● What the task asks
Reproduce each line of the entries that carries "tracing".

☆ ☆ ☆ ☆

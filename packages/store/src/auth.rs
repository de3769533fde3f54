//! # Auth provider: who is reading the collection
//!
//! Some deployments only serve snapshots to a signed-in identity, even an anonymous
//! one. [`AuthProvider`] is the seam for that: sign in (anonymously or with an
//! injected token), watch identity changes, sign out.
//!
//! [`LocalAuth`] is the in-process implementation. Anonymous users get a fresh
//! uuid; token sign-in uses the token's subject as the uid.

use std::sync::Arc;

use serde::{Deserialize, Serialize};
use tokio::sync::watch;
use uuid::Uuid;

use crate::error::StoreError;

/// A signed-in identity.
#[derive(Clone, Debug, PartialEq, Serialize, Deserialize)]
pub struct User {
    pub uid: String,
    pub anonymous: bool,
}

/// Async interface to an identity provider.
pub trait AuthProvider {
    fn sign_in_anonymously(&self) -> impl std::future::Future<Output = Result<User, StoreError>>;

    fn sign_in_with_token(
        &self,
        token: &str,
    ) -> impl std::future::Future<Output = Result<User, StoreError>>;

    fn sign_out(&self);

    /// Receiver that changes whenever the identity does.
    fn watch(&self) -> watch::Receiver<Option<User>>;

    fn current_user(&self) -> Option<User> {
        self.watch().borrow().clone()
    }
}

/// In-process identity provider.
#[derive(Clone, Debug)]
pub struct LocalAuth {
    state: Arc<watch::Sender<Option<User>>>,
}

impl Default for LocalAuth {
    fn default() -> Self {
        let (tx, _) = watch::channel(None);
        Self { state: Arc::new(tx) }
    }
}

impl LocalAuth {
    pub fn new() -> Self {
        Self::default()
    }

    fn set_user(&self, user: User) -> User {
        tracing::debug!(uid = %user.uid, anonymous = user.anonymous, "signed in");
        self.state.send_replace(Some(user.clone()));
        user
    }
}

impl AuthProvider for LocalAuth {
    async fn sign_in_anonymously(&self) -> Result<User, StoreError> {
        if let Some(user) = self.current_user() {
            return Ok(user);
        }
        Ok(self.set_user(User {
            uid: Uuid::new_v4().to_string(),
            anonymous: true,
        }))
    }

    async fn sign_in_with_token(&self, token: &str) -> Result<User, StoreError> {
        let uid = token.trim();
        if uid.is_empty() {
            return Err(StoreError::Unauthenticated);
        }
        Ok(self.set_user(User {
            uid: uid.to_string(),
            anonymous: false,
        }))
    }

    fn sign_out(&self) {
        self.state.send_replace(None);
    }

    fn watch(&self) -> watch::Receiver<Option<User>> {
        self.state.subscribe()
    }
}

#[cfg(test)]
mod tests {
    use super::*;

    #[tokio::test]
    async fn test_anonymous_sign_in_is_sticky() {
        let auth = LocalAuth::new();
        assert!(auth.current_user().is_none());

        let first = auth.sign_in_anonymously().await.unwrap();
        let second = auth.sign_in_anonymously().await.unwrap();
        assert!(first.anonymous);
        assert!(!first.uid.is_empty());
        assert_eq!(first, second);
    }

    #[tokio::test]
    async fn test_watch_sees_sign_in_and_out() {
        let auth = LocalAuth::new();
        let mut rx = auth.watch();

        auth.sign_in_with_token("author-1").await.unwrap();
        rx.changed().await.unwrap();
        assert_eq!(rx.borrow().as_ref().map(|u| u.uid.as_str()), Some("author-1"));

        auth.sign_out();
        rx.changed().await.unwrap();
        assert!(rx.borrow().is_none());
    }

    #[tokio::test]
    async fn test_empty_token_is_rejected() {
        let auth = LocalAuth::new();
        let err = auth.sign_in_with_token("  ").await.unwrap_err();
        assert!(matches!(err, StoreError::Unauthenticated));
        assert!(auth.current_user().is_none());
    }
}
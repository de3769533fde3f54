//! # Entry editor state
//!
//! Buffers the form for one entry being created or edited and turns it into exactly
//! one store write per submit.
//!
//! A submit is split in two so that UI code can keep the editor in reactive state and
//! run the write on its own task:
//!
//! - [`EntryEditor::begin_submit`] validates the draft, marks the editor as saving and
//!   returns the [`Write`] to perform (a create, or an update when an entry is bound);
//! - [`EntryEditor::finish_submit`] takes the write's result. Success clears the draft
//!   and closes the editor; failure keeps the draft and records an error so the author
//!   can retry.
//!
//! While a write is in flight `begin_submit` refuses with [`JournalError::Busy`].
//! [`EntryEditor::submit`] does both halves for callers that can simply await.

use store::{Entry, EntryFields, EntryStore, StoreError};

use crate::error::{JournalError, ValidationError};

/// The form fields as typed.
#[derive(Clone, Debug, Default, PartialEq, Eq)]
pub struct Draft {
    pub title: String,
    pub content: String,
    /// Empty means "no image".
    pub image_url: String,
    pub display_date: String,
}

impl Draft {
    /// An empty form dated `today`.
    pub fn blank(today: impl Into<String>) -> Self {
        Self {
            display_date: today.into(),
            ..Self::default()
        }
    }

    /// A form pre-filled from `entry`.
    ///
    /// A stored image equal to `default_image` shows as empty, and a stored timestamp
    /// is cut down to its date.
    pub fn from_entry(entry: &Entry, default_image: &str) -> Self {
        let image_url = match entry.image_url.as_deref() {
            Some(url) if url != default_image => url.to_string(),
            _ => String::new(),
        };
        Self {
            title: entry.title.clone(),
            content: entry.content.clone(),
            image_url,
            display_date: store::models::normalize_display_date(&entry.display_date).to_string(),
        }
    }

    /// Check the draft and produce the fields to write.
    pub fn validate(&self) -> Result<EntryFields, ValidationError> {
        let title = self.title.trim();
        if title.is_empty() {
            return Err(ValidationError::EmptyTitle);
        }
        let content = self.content.trim();
        if content.is_empty() {
            return Err(ValidationError::EmptyContent);
        }
        let display_date = self.display_date.trim();
        if !store::models::is_valid_display_date(display_date) {
            return Err(ValidationError::InvalidDate(self.display_date.clone()));
        }
        let image_url = Some(self.image_url.trim())
            .filter(|url| !url.is_empty())
            .map(str::to_string);

        Ok(EntryFields {
            title: title.to_string(),
            content: content.to_string(),
            image_url,
            display_date: display_date.to_string(),
        })
    }
}

/// The single store call a submit performs.
#[derive(Clone, Debug, PartialEq)]
pub enum Write {
    Create(EntryFields),
    Update { id: String, fields: EntryFields },
}

impl Write {
    /// Perform the write, returning the id of the entry written.
    pub async fn execute<S: EntryStore>(&self, store: &S) -> Result<String, StoreError> {
        match self {
            Self::Create(fields) => store.create(fields.clone()).await,
            Self::Update { id, fields } => {
                store.update(id, fields.clone()).await?;
                Ok(id.clone())
            }
        }
    }
}

/// A write that the store accepted.
#[derive(Clone, Debug, PartialEq)]
pub struct Committed {
    pub id: String,
    pub fields: EntryFields,
    pub updated: bool,
}

/// Form state for creating or editing one entry.
#[derive(Clone, Debug, Default)]
pub struct EntryEditor {
    draft: Draft,
    editing: Option<String>,
    open: bool,
    /// Bumped whenever the form is opened or closed, so a save can tell whether the
    /// form it came from is still on screen.
    generation: u64,
    in_flight: Option<(u64, Write)>,
    error: Option<JournalError>,
}

impl EntryEditor {
    pub fn new() -> Self {
        Self::default()
    }

    pub fn is_open(&self) -> bool {
        self.open
    }

    pub fn is_saving(&self) -> bool {
        self.in_flight.is_some()
    }

    /// Id of the entry being edited, `None` when creating.
    pub fn editing_id(&self) -> Option<&str> {
        self.editing.as_deref()
    }

    pub fn draft(&self) -> &Draft {
        &self.draft
    }

    pub fn draft_mut(&mut self) -> &mut Draft {
        &mut self.draft
    }

    /// Last validation or write error, shown next to the form.
    pub fn error(&self) -> Option<&JournalError> {
        self.error.as_ref()
    }

    pub fn clear_error(&mut self) {
        self.error = None;
    }

    /// Open an empty form for a new entry.
    pub fn open_new(&mut self, today: impl Into<String>) {
        self.draft = Draft::blank(today);
        self.editing = None;
        self.error = None;
        self.open = true;
        self.generation += 1;
    }

    /// Open the form on an existing entry.
    pub fn open_edit(&mut self, entry: &Entry, default_image: &str) {
        self.draft = Draft::from_entry(entry, default_image);
        self.editing = Some(entry.id.clone());
        self.error = None;
        self.open = true;
        self.generation += 1;
    }

    /// Close the form and forget the draft. A write already in flight still lands.
    pub fn close(&mut self) {
        self.draft = Draft::default();
        self.editing = None;
        self.error = None;
        self.open = false;
        self.generation += 1;
    }

    /// Validate and mark the editor as saving. Returns the write to perform.
    pub fn begin_submit(&mut self) -> Result<Write, JournalError> {
        if !self.open {
            return Err(JournalError::EditorClosed);
        }
        if self.in_flight.is_some() {
            return Err(JournalError::Busy);
        }
        let fields = match self.draft.validate() {
            Ok(fields) => fields,
            Err(e) => {
                self.error = Some(e.clone().into());
                return Err(e.into());
            }
        };
        let write = match &self.editing {
            Some(id) => Write::Update {
                id: id.clone(),
                fields,
            },
            None => Write::Create(fields),
        };
        self.error = None;
        self.in_flight = Some((self.generation, write.clone()));
        Ok(write)
    }

    /// Record the outcome of the write returned by [`begin_submit`](Self::begin_submit).
    ///
    /// Only touches the form when it is still the one the write came from. If the
    /// author closed it and opened another form meanwhile, that form is left alone.
    pub fn finish_submit(
        &mut self,
        result: Result<String, StoreError>,
    ) -> Result<Committed, JournalError> {
        let (generation, write) = self.in_flight.take().ok_or(JournalError::EditorClosed)?;
        let current = self.open && generation == self.generation;
        match result {
            Ok(id) => {
                tracing::debug!(%id, "entry saved");
                let updated = matches!(write, Write::Update { .. });
                let fields = match write {
                    Write::Create(fields) | Write::Update { fields, .. } => fields,
                };
                if current {
                    self.close();
                }
                Ok(Committed {
                    id,
                    fields,
                    updated,
                })
            }
            Err(e) => {
                tracing::warn!("saving entry failed: {e}");
                let err = JournalError::from(e);
                if current {
                    self.error = Some(err.clone());
                }
                Err(err)
            }
        }
    }

    /// Validate, write and record the result in one go.
    pub async fn submit<S: EntryStore>(&mut self, store: &S) -> Result<Committed, JournalError> {
        let write = self.begin_submit()?;
        let result = write.execute(store).await;
        self.finish_submit(result)
    }
}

☆ ☆ ☆ ☆

● Response below
        tracing::debug!(uid = %user.uid, anonymous = user.anonymous, "signed in");
                tracing::debug!(%id, "entry saved");
                tracing::warn!("saving entry failed: {e}");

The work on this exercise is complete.